Emerging growth company ☐
If an emerging growth company, indicate by check mark if the registrant has elected not to use the extended transition period for complying with any new or revised financial accounting standards provided pursuant to Section 13(a) of the Exchange Act. ☐
Item 5.02. | Departure of Directors or Certain Officers; Election of Directors; Appointment of Certain Officers; Compensatory Arrangements of Certain Officers. |
As described in Item 8.01 below, on December 4, 2017, US Foods Holding Corp. (the “Company”) completed an underwritten secondary public offering of 39,955,545 shares of the Company’s common stock owned by investment funds associated with Clayton, Dubilier & Rice, LLC (“CD&R”) and Kohlberg Kravis Roberts & Co., L.P. (“KKR,” and collectively with CD&R, the “Sponsors”).
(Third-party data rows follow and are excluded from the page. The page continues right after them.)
impl Namespace {
    pub fn new(app_id: AppId) -> Self {
        Self {
            app_id,
            sockets: RwLock::new(HashMap::new()),
            channels: RwLock::new(HashMap::new()),
            users: RwLock::new(HashMap::new()),
        }
    }

    pub fn app_id(&self) -> &AppId {
        &self.app_id
    }

    /// Registers a socket, replacing any previous entry with the same id.
    pub async fn add_socket(&self, socket: Arc<Socket>) -> bool {
        self.sockets
            .write()
            .await
            .insert(socket.id().clone(), socket);
        true
    }

    /// Removes a socket from every channel and user entry, then from the
    /// registry. Returns whether the socket was registered.
    ///
    /// Scans every channel key rather than the socket's own subscription
    /// cache so that no channel can keep a dangling id.
    pub async fn remove_socket(&self, socket_id: &SocketId) -> bool {
        let channels: Vec<String> = self.channels.read().await.keys().cloned().collect();
        self.remove_from_channels(socket_id, &channels).await;

        {
            let mut users = self.users.write().await;
            users.retain(|_, ids| {
                ids.remove(socket_id);
                !ids.is_empty()
            });
        }

        self.sockets.write().await.remove(socket_id).is_some()
    }

    /// Subscribes a socket to a channel; returns the new member count.
    pub async fn add_to_channel(&self, socket: &Socket, channel: &str) -> usize {
        let count = {
            let mut channels = self.channels.write().await;
            let members = channels.entry(channel.to_string()).or_default();
            members.insert(socket.id().clone());
            members.len()
        };
        socket.mark_subscribed(channel).await;
        count
    }

    /// Unsubscribes a socket; returns the remaining member count, 0 when the
    /// channel no longer exists.
    pub async fn remove_from_channel(&self, socket_id: &SocketId, channel: &str) -> usize {
        let remaining = {
            let mut channels = self.channels.write().await;
            match channels.get_mut(channel) {
                Some(members) => {
                    members.remove(socket_id);
                    let remaining = members.len();
                    if remaining == 0 {
                        channels.remove(channel);
                    }
                    remaining
                }
                None => 0,
            }
        };
        self.unmark(socket_id, std::iter::once(channel)).await;
        remaining
    }

    /// Batch unsubscribe used by disconnect cleanup.
    pub async fn remove_from_channels(&self, socket_id: &SocketId, channels: &[String]) {
        {
            let mut map = self.channels.write().await;
            for channel in channels {
                if let Some(members) = map.get_mut(channel) {
                    members.remove(socket_id);
                    if members.is_empty() {
                        map.remove(channel);
                    }
                }
            }
        }
        self.unmark(socket_id, channels.iter().map(String::as_str))
            .await;
    }

    pub async fn is_in_channel(&self, socket_id: &SocketId, channel: &str) -> bool {
        self.channels
            .read()
            .await
            .get(channel)
            .map(|members| members.contains(socket_id))
            .unwrap_or(false)
    }

    pub async fn sockets(&self) -> HashMap<SocketId, Arc<Socket>> {
        self.sockets.read().await.clone()
    }

    pub async fn sockets_count(&self) -> usize {
        self.sockets.read().await.len()
    }

    pub async fn get_socket(&self, socket_id: &SocketId) -> Option<Arc<Socket>> {
        self.sockets.read().await.get(socket_id).cloned()
    }

    pub async fn channels(&self) -> HashMap<String, HashSet<SocketId>> {
        self.channels.read().await.clone()
    }

    pub async fn channels_with_sockets_count(&self) -> HashMap<String, usize> {
        self.channels
            .read()
            .await
            .iter()
            .map(|(channel, members)| (channel.clone(), members.len()))
            .collect()
    }

    /// Live handles of a channel's subscribers.
    pub async fn channel_sockets(&self, channel: &str) -> HashMap<SocketId, Arc<Socket>> {
        let ids: Vec<SocketId> = match self.channels.read().await.get(channel) {
            Some(members) => members.iter().cloned().collect(),
            None => return HashMap::new(),
        };

        let sockets = self.sockets.read().await;
        ids.into_iter()
            .filter_map(|id| sockets.get(&id).map(|s| (id, s.clone())))
            .collect()
    }

    pub async fn channel_sockets_count(&self, channel: &str) -> usize {
        self.channels
            .read()
            .await
            .get(channel)
            .map(HashSet::len)
            .unwrap_or(0)
    }

    /// Presence members of a channel keyed by user id.
    ///
    /// Derived from the subscribers' own presence entries; a subscriber
    /// without an entry for this channel contributes nothing.
    pub async fn channel_members(&self, channel: &str) -> HashMap<String, Value> {
        let mut members = HashMap::new();
        for socket in self.channel_sockets(channel).await.into_values() {
            if let Some(member) = socket.presence_for(channel).await {
                members.insert(member.user_id, member.user_info);
            }
        }
        members
    }

    /// Indexes a socket under its user id; no-op for anonymous sockets.
    pub async fn add_user(&self, socket: &Socket) {
        if let Some(user) = socket.user().await {
            self.users
                .write()
                .await
                .entry(user.id)
                .or_default()
                .insert(socket.id().clone());
        }
    }

    pub async fn remove_user(&self, socket: &Socket) {
        if let Some(user) = socket.user().await {
            let mut users = self.users.write().await;
            if let Some(ids) = users.get_mut(&user.id) {
                ids.remove(socket.id());
                if ids.is_empty() {
                    users.remove(&user.id);
                }
            }
        }
    }

    /// Live handles of a user's connections; empty for unknown users.
    pub async fn user_sockets(&self, user_id: &str) -> Vec<Arc<Socket>> {
        let ids: Vec<SocketId> = match self.users.read().await.get(user_id) {
            Some(ids) => ids.iter().cloned().collect(),
            None => return Vec::new(),
        };

        let sockets = self.sockets.read().await;
        ids.iter().filter_map(|id| sockets.get(id).cloned()).collect()
    }

    /// Sends each of the user's connections a 4009 error and closes it.
    /// Failures are ignored; the connection may already be gone.
    pub async fn terminate_user_connections(&self, user_id: &str) {
        let notice = json!({
            "event": "pusher:error",
            "data": {
                "code": TERMINATED_BY_APP_CODE,
                "message": "You got disconnected by the app.",
            },
        });

        for socket in self.user_sockets(user_id).await {
            if let Err(e) = socket.send_json(&notice) {
                tracing::debug!(socket_id = %socket.id(), "Termination notice not delivered: {}", e);
            }
            if let Err(e) = socket.close(TERMINATED_BY_APP_CODE, "You got disconnected by the app.") {
                tracing::debug!(socket_id = %socket.id(), "Close request not delivered: {}", e);
            }
        }
    }

    async fn unmark<'a>(&self, socket_id: &SocketId, channels: impl Iterator<Item = &'a str>) {
        let socket = self.sockets.read().await.get(socket_id).cloned();
        if let Some(socket) = socket {
            for channel in channels {
                socket.mark_unsubscribed(channel).await;
            }
        }
    }
}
Following the completion of the offering, the Sponsors no longer own any shares of the Company’s common stock, and pursuant to the terms of the Company’s Amended and Restated Stockholders Agreement, dated as of June 1, 2016 (the “Stockholders Agreement”), John C. Compton, Nathaniel H. Taylor and Richard J. Schnall have each resigned from the Board of Directors of the Company (the “Board”), in each case effective as of December 4, 2017. Messrs. Compton and Schnall served on the Board as designees of CD&R, and Mr. Taylor served on the Board as a designee of KKR. As a result of the completion of the offering, the Sponsors no longer have any director designation, consent or other governance rights under the Stockholders Agreement.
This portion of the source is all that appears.